[Data records]
········
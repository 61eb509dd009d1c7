use std::fmt::{Debug, Display, Formatter};
use std::ops::Deref;
use std::str::FromStr;

use serde::{Deserialize, Serialize};

use crate::model::mongodb::Id;

/// An API-friendly ID that serializes to a hex string rather than a nested
/// `{"$oid": ...}` struct, and parses from one.
#[derive(Clone, Copy, PartialEq, Eq, PartialOrd, Ord, Hash, Serialize, Deserialize)]
#[serde(into = "String", try_from = "String")]
pub struct ApiId(Id);

impl Debug for ApiId {
    fn fmt(&self, f: &mut Formatter<'_>) -> std::fmt::Result {
        write!(f, "{:?}", self.0)
    }
}

impl Display for ApiId {
    fn fmt(&self, f: &mut Formatter<'_>) -> std::fmt::Result {
        write!(f, "{}", self.0)
    }
}

impl FromStr for ApiId {
    type Err = mongodb::bson::oid::Error;

    fn from_str(s: &str) -> Result<Self, Self::Err> {
        Ok(Self(s.parse::<Id>()?))
    }
}

impl TryFrom<String> for ApiId {
    type Error = mongodb::bson::oid::Error;

    fn try_from(s: String) -> Result<Self, Self::Error> {
        s.parse()
    }
}

impl From<ApiId> for String {
    fn from(id: ApiId) -> Self {
        id.to_string()
    }
}

impl From<Id> for ApiId {
    fn from(id: Id) -> Self {
        Self(id)
    }
}

impl From<ApiId> for Id {
    fn from(id: ApiId) -> Self {
        id.0
    }
}

impl Deref for ApiId {
    type Target = Id;

    fn deref(&self) -> &Self::Target {
        &self.0
    }
}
········
▸ **Task item**
Within the records above, count the lines that contain "FromStr" and give only that number.

▸ **Finished task**
2